What you return should match the data exactly, from the first line to the last.

* * * *

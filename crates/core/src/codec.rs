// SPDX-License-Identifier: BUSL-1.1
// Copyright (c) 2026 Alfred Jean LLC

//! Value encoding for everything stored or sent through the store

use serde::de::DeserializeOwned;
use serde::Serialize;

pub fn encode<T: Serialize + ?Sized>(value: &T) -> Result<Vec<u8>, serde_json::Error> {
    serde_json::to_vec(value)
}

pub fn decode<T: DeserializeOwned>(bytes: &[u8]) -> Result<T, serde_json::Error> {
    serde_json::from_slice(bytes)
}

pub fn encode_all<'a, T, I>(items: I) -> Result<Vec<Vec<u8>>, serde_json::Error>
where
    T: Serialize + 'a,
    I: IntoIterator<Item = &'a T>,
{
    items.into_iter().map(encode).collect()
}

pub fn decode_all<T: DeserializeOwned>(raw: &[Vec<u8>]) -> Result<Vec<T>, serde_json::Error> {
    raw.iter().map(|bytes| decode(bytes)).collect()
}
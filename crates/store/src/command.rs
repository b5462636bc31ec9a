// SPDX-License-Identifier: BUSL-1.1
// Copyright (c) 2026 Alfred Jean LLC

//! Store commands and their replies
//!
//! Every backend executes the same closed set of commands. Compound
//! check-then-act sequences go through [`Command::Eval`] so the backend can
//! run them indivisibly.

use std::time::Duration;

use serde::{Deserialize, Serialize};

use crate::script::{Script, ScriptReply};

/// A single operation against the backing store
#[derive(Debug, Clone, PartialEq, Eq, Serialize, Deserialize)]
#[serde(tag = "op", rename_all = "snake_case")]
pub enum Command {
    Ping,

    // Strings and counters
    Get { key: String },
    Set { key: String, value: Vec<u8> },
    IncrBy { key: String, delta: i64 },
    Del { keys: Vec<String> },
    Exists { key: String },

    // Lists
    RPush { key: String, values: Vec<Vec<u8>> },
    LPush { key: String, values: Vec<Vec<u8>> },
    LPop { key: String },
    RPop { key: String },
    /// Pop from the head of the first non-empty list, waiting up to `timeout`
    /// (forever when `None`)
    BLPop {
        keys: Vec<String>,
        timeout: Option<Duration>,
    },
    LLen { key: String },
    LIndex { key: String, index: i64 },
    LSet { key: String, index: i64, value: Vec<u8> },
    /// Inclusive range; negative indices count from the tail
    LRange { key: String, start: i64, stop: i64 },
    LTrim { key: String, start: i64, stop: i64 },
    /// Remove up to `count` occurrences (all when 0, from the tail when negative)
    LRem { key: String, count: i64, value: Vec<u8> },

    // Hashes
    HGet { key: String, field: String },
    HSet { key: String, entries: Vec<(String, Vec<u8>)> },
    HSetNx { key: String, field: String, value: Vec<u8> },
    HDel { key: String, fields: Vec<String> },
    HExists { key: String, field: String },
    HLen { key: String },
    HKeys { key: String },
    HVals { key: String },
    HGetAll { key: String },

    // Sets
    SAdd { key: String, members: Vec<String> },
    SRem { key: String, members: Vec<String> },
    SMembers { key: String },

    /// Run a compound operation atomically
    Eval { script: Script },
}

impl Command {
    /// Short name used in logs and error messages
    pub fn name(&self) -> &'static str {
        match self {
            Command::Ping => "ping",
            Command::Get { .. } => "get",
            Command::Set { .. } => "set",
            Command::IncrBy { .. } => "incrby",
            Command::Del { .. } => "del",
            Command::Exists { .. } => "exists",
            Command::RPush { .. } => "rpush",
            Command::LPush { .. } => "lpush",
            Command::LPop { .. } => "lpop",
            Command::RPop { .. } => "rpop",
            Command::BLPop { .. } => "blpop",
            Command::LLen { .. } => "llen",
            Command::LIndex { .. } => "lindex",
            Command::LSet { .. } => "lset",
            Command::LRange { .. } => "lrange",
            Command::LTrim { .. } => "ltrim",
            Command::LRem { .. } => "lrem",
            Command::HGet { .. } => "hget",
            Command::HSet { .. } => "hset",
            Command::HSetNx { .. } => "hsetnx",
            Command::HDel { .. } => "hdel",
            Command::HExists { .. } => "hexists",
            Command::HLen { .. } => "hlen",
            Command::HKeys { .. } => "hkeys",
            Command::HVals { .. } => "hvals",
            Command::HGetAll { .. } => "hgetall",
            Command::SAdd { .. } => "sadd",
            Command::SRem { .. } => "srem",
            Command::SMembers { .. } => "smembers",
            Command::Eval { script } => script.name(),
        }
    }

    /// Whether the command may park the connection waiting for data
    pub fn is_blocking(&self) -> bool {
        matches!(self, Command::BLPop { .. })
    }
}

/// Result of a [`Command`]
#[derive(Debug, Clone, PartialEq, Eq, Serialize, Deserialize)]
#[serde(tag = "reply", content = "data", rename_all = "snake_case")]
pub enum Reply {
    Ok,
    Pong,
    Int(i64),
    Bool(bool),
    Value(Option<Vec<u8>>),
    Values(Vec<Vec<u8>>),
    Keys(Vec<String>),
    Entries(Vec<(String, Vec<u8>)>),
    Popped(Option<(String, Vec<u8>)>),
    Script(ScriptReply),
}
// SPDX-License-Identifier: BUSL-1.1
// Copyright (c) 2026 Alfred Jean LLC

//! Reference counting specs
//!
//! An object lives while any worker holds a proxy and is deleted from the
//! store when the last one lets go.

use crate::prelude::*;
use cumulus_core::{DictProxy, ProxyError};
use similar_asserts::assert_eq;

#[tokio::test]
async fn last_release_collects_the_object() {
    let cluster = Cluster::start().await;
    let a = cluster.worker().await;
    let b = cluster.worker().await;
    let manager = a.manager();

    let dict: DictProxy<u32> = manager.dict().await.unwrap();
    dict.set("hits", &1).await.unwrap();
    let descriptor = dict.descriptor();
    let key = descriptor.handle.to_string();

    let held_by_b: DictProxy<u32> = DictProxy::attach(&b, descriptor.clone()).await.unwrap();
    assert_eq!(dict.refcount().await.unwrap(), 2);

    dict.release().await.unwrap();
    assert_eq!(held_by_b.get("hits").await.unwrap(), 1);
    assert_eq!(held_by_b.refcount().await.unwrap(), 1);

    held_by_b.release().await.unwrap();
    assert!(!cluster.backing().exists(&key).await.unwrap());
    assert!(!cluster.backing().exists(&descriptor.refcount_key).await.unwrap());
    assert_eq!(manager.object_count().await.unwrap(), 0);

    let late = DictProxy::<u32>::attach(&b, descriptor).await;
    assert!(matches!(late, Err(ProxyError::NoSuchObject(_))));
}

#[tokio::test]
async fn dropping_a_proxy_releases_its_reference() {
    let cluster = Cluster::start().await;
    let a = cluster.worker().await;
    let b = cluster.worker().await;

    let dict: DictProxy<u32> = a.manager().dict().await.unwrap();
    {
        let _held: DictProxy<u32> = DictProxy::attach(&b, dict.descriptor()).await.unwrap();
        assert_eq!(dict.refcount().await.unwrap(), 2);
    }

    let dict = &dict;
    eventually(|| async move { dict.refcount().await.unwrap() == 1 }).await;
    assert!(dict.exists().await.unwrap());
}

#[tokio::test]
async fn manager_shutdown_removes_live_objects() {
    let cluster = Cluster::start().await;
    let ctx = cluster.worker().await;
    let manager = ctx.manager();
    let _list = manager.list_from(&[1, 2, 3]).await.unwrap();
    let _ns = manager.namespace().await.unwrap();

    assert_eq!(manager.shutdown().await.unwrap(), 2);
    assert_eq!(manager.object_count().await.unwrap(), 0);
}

* * * *

◆ **PROBLEM SOLUTION**
filename crates/core/src/codec.rs
// SPDX-License-Identifier: BUSL-1.1
// Copyright (c) 2026 Alfred Jean LLC

//! Value encoding for everything stored or sent through the store

use serde::de::DeserializeOwned;
use serde::Serialize;

pub fn encode<T: Serialize + ?Sized>(value: &T) -> Result<Vec<u8>, serde_json::Error> {
    serde_json::to_vec(value)
}

pub fn decode<T: DeserializeOwned>(bytes: &[u8]) -> Result<T, serde_json::Error> {
    serde_json::from_slice(bytes)
}

pub fn encode_all<'a, T, I>(items: I) -> Result<Vec<Vec<u8>>, serde_json::Error>
where
    T: Serialize + 'a,
    I: IntoIterator<Item = &'a T>,
{
    items.into_iter().map(encode).collect()
}

pub fn decode_all<T: DeserializeOwned>(raw: &[Vec<u8>]) -> Result<Vec<T>, serde_json::Error> {
    raw.iter().map(|bytes| decode(bytes)).collect()
}
filename crates/store/src/command.rs
repository b5462636bc31ec9a
// SPDX-License-Identifier: BUSL-1.1
// Copyright (c) 2026 Alfred Jean LLC

//! Store commands and their replies
//!
//! Every backend executes the same closed set of commands. Compound
//! check-then-act sequences go through [`Command::Eval`] so the backend can
//! run them indivisibly.

use std::time::Duration;

use serde::{Deserialize, Serialize};

use crate::script::{Script, ScriptReply};

/// A single operation against the backing store
#[derive(Debug, Clone, PartialEq, Eq, Serialize, Deserialize)]
#[serde(tag = "op", rename_all = "snake_case")]
pub enum Command {
    Ping,

    // Strings and counters
    Get { key: String },
    Set { key: String, value: Vec<u8> },
    IncrBy { key: String, delta: i64 },
    Del { keys: Vec<String> },
    Exists { key: String },

    // Lists
    RPush { key: String, values: Vec<Vec<u8>> },
    LPush { key: String, values: Vec<Vec<u8>> },
    LPop { key: String },
    RPop { key: String },
    /// Pop from the head of the first non-empty list, waiting up to `timeout`
    /// (forever when `None`)
    BLPop {
        keys: Vec<String>,
        timeout: Option<Duration>,
    },
    LLen { key: String },
    LIndex { key: String, index: i64 },
    LSet { key: String, index: i64, value: Vec<u8> },
    /// Inclusive range; negative indices count from the tail
    LRange { key: String, start: i64, stop: i64 },
    LTrim { key: String, start: i64, stop: i64 },
    /// Remove up to `count` occurrences (all when 0, from the tail when negative)
    LRem { key: String, count: i64, value: Vec<u8> },

    // Hashes
    HGet { key: String, field: String },
    HSet { key: String, entries: Vec<(String, Vec<u8>)> },
    HSetNx { key: String, field: String, value: Vec<u8> },
    HDel { key: String, fields: Vec<String> },
    HExists { key: String, field: String },
    HLen { key: String },
    HKeys { key: String },
    HVals { key: String },
    HGetAll { key: String },

    // Sets
    SAdd { key: String, members: Vec<String> },
    SRem { key: String, members: Vec<String> },
    SMembers { key: String },

    /// Run a compound operation atomically
    Eval { script: Script },
}

impl Command {
    /// Short name used in logs and error messages
    pub fn name(&self) -> &'static str {
        match self {
            Command::Ping => "ping",
            Command::Get { .. } => "get",
            Command::Set { .. } => "set",
            Command::IncrBy { .. } => "incrby",
            Command::Del { .. } => "del",
            Command::Exists { .. } => "exists",
            Command::RPush { .. } => "rpush",
            Command::LPush { .. } => "lpush",
            Command::LPop { .. } => "lpop",
            Command::RPop { .. } => "rpop",
            Command::BLPop { .. } => "blpop",
            Command::LLen { .. } => "llen",
            Command::LIndex { .. } => "lindex",
            Command::LSet { .. } => "lset",
            Command::LRange { .. } => "lrange",
            Command::LTrim { .. } => "ltrim",
            Command::LRem { .. } => "lrem",
            Command::HGet { .. } => "hget",
            Command::HSet { .. } => "hset",
            Command::HSetNx { .. } => "hsetnx",
            Command::HDel { .. } => "hdel",
            Command::HExists { .. } => "hexists",
            Command::HLen { .. } => "hlen",
            Command::HKeys { .. } => "hkeys",
            Command::HVals { .. } => "hvals",
            Command::HGetAll { .. } => "hgetall",
            Command::SAdd { .. } => "sadd",
            Command::SRem { .. } => "srem",
            Command::SMembers { .. } => "smembers",
            Command::Eval { script } => script.name(),
        }
    }

    /// Whether the command may park the connection waiting for data
    pub fn is_blocking(&self) -> bool {
        matches!(self, Command::BLPop { .. })
    }
}

/// Result of a [`Command`]
#[derive(Debug, Clone, PartialEq, Eq, Serialize, Deserialize)]
#[serde(tag = "reply", content = "data", rename_all = "snake_case")]
pub enum Reply {
    Ok,
    Pong,
    Int(i64),
    Bool(bool),
    Value(Option<Vec<u8>>),
    Values(Vec<Vec<u8>>),
    Keys(Vec<String>),
    Entries(Vec<(String, Vec<u8>)>),
    Popped(Option<(String, Vec<u8>)>),
    Script(ScriptReply),
}
// SPDX-License-Identifier: BUSL-1.1
// Copyright (c) 2026 Alfred Jean LLC

//! Reference counting specs
//!
//! An object lives while any worker holds a proxy and is deleted from the
//! store when the last one lets go.

use crate::prelude::*;
use cumulus_core::{DictProxy, ProxyError};
use similar_asserts::assert_eq;

#[tokio::test]
async fn last_release_collects_the_object() {
    let cluster = Cluster::start().await;
    let a = cluster.worker().await;
    let b = cluster.worker().await;
    let manager = a.manager();

    let dict: DictProxy<u32> = manager.dict().await.unwrap();
    dict.set("hits", &1).await.unwrap();
    let descriptor = dict.descriptor();
    let key = descriptor.handle.to_string();

    let held_by_b: DictProxy<u32> = DictProxy::attach(&b, descriptor.clone()).await.unwrap();
    assert_eq!(dict.refcount().await.unwrap(), 2);

    dict.release().await.unwrap();
    assert_eq!(held_by_b.get("hits").await.unwrap(), 1);
    assert_eq!(held_by_b.refcount().await.unwrap(), 1);

    held_by_b.release().await.unwrap();
    assert!(!cluster.backing().exists(&key).await.unwrap());
    assert!(!cluster.backing().exists(&descriptor.refcount_key).await.unwrap());
    assert_eq!(manager.object_count().await.unwrap(), 0);

    let late = DictProxy::<u32>::attach(&b, descriptor).await;
    assert!(matches!(late, Err(ProxyError::NoSuchObject(_))));
}

#[tokio::test]
async fn dropping_a_proxy_releases_its_reference() {
    let cluster = Cluster::start().await;
    let a = cluster.worker().await;
    let b = cluster.worker().await;

    let dict: DictProxy<u32> = a.manager().dict().await.unwrap();
    {
        let _held: DictProxy<u32> = DictProxy::attach(&b, dict.descriptor()).await.unwrap();
        assert_eq!(dict.refcount().await.unwrap(), 2);
    }

    let dict = &dict;
    eventually(|| async move { dict.refcount().await.unwrap() == 1 }).await;
    assert!(dict.exists().await.unwrap());
}

#[tokio::test]
async fn manager_shutdown_removes_live_objects() {
    let cluster = Cluster::start().await;
    let ctx = cluster.worker().await;
    let manager = ctx.manager();
    let _list = manager.list_from(&[1, 2, 3]).await.unwrap();
    let _ns = manager.namespace().await.unwrap();

    assert_eq!(manager.shutdown().await.unwrap(), 2);
    assert_eq!(manager.object_count().await.unwrap(), 0);
}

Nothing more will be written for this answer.